Il ne pleure plus. Je ne le reconnais plus. Il a l’air intelligent. Il me prie de m’asseoir. Que dis-je ? il m’ordonne de prendre place devant lui. Et c’est moi qui ai l’air de recevoir mon avocat dans sa prison. Il met au net ma petite affaire : ça n’est pas long. « Monsieur, j’ai eu tort de ne pas vous parler d’honoraires tout de suite. Vous seriez venu plus tôt à mon appel. » J’interromps, très intimidé : « Je suis désigné d’office. Il ne saurait être question d’honoraires.
– Tu blagues, Charles ! Mettons qu’il ne soit question que de ma reconnaissance pour le petit service que je vais vous demander.
– De quoi s’agit-il donc, monsieur ?
– J’ai lu dans vos yeux que vous vous ennuyiez à Paris et que vous ne seriez pas autrement fâché d’aller faire un petit tour à Deauville ! »
Je sursaute. Il sourit. Il ne sait pas combien il tombe juste. C’en est accablant. Il regarde mes chaussures et il cesse de sourire. Le voilà attendri de pitié. Connaissant sa facilité pour les larmes, je coupe court, rouge jusqu’aux oreilles :
« Monsieur, j’adore Paris, l’été ! »
Il hausse les épaules :
« Alors, ne parlons-plus de rien. »
Je sue à grosses gouttes. Je sens que j’ai perdu tout droit à sa reconnaissance, je sens aussi que si la conversation ne s’arrête pas là, elle va aller très loin, la conversation. Plus loin, beaucoup plus loin que les règlements de l’Ordre ne le permettent. Cet homme a un service à me demander, un service que moi, son avocat, je n’ai pas le droit de lui rendre. Je n’ai plus qu’à me sauver...
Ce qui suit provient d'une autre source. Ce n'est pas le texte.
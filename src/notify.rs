//! Where notices and delete confirmations go.

use std::io::{self, BufRead, Write};

use yansi::Paint;

use crate::models::{Notice, Severity};

pub trait Notifier {
    fn notify(&mut self, notice: Notice);
}

/// Asked before anything destructive happens.
pub trait Confirm {
    fn confirm(&mut self, prompt: &str) -> bool;
}

/// Keeps notices until the caller drains them (flash messages, tests).
#[derive(Debug, Default, Clone)]
pub struct NoticeLog {
    notices: Vec<Notice>,
}

impl NoticeLog {
    pub fn notices(&self) -> &[Notice] {
        &self.notices
    }

    pub fn drain(&mut self) -> Vec<Notice> {
        std::mem::take(&mut self.notices)
    }
}

impl Notifier for NoticeLog {
    fn notify(&mut self, notice: Notice) {
        self.notices.push(notice);
    }
}

/// Prints notices as they happen; errors go to stderr.
#[derive(Debug, Default, Clone, Copy)]
pub struct TerminalNotifier;

impl Notifier for TerminalNotifier {
    fn notify(&mut self, notice: Notice) {
        match notice.severity() {
            Severity::Success => println!("{}", Paint::new(notice.message()).green()),
            Severity::Error => eprintln!("{}", Paint::new(notice.message()).red()),
        }
    }
}

/// Reads a y/N answer from stdin.
#[derive(Debug, Default, Clone, Copy)]
pub struct TerminalConfirm;

impl Confirm for TerminalConfirm {
    fn confirm(&mut self, prompt: &str) -> bool {
        print!("{} {} ", Paint::new(prompt).yellow(), Paint::new("[y/N]").dim());
        if io::stdout().flush().is_err() {
            return false;
        }
        let mut answer = String::new();
        match io::stdin().lock().read_line(&mut answer) {
            Ok(_) => matches!(answer.trim().to_lowercase().as_str(), "y" | "yes"),
            Err(e) => {
                tracing::warn!(%e, "Failed to read confirmation");
                false
            }
        }
    }
}

/// A fixed answer, for callers that collected the confirmation elsewhere.
#[derive(Debug, Clone, Copy, PartialEq, Eq)]
pub struct AutoConfirm(pub bool);

impl Confirm for AutoConfirm {
    fn confirm(&mut self, _prompt: &str) -> bool {
        self.0
    }
}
« Mille francs ! » dit l’homme.
Je râle : mille francs, pour quoi faire ?
« Pour aller à Deauville.
– Décidément, vous y tenez !
– Oui ! j’ai là-bas, en ce moment, une amie... une amie très bien... une femme du monde ! Mon Dieu, monsieur, vous êtes mon avocat, c’est-à-dire mon confesseur, je peux tout vous dire.
– Tout !
– Cette femme du monde a eu des faiblesses pour moi...
– Mes compliments !
– Depuis qu’elle me sait arrêté, elle doit être dans les transes.
– Dame ! si elle vous aime.
– Je ne doute pas de son amour, mais ce n’est pas de cela qu’il s’agit. J’ai des lettres d’elle, des lettres assez compromettantes, des photos, quelques-unes assez intimes, car je suis photographe à mes heures et j’ai le sentiment de l’art. Si ces documents tombent entre des mains étrangères ou, plus simplement, dans le dossier de l’enquête, cette femme est perdue... Dans ma détresse, je ne pense qu’à elle. Il s’agit de lui reporter tout cela, monsieur, dans le plus grand mystère. Le voulez-vous ? »
Je regardais mon homme en dessous.
« Savez-vous que vous agissez là comme un vrai gentleman ?
– Mon cher maître, si j’avais voulu la faire « chanter », je ne me serais pas adressé à vous !
– Merci. »
Nous nous sommes compris.
« Quand partez-vous ?
– Quand j’aurai les lettres et les photos.
– Naturellement, je n’ai pas besoin de vous dire que je n’ai pas tout cela dans ma poche... Cette personne et moi, nous nous rencontrions dans un petit entresol de la rue Chalgrin, près de l’avenue du Bois.
– Je connais, quartier chic. Cette dame faisait bien les choses...
– Pour qui me prenez-vous ? répond Durin. Je suis là-bas chez moi.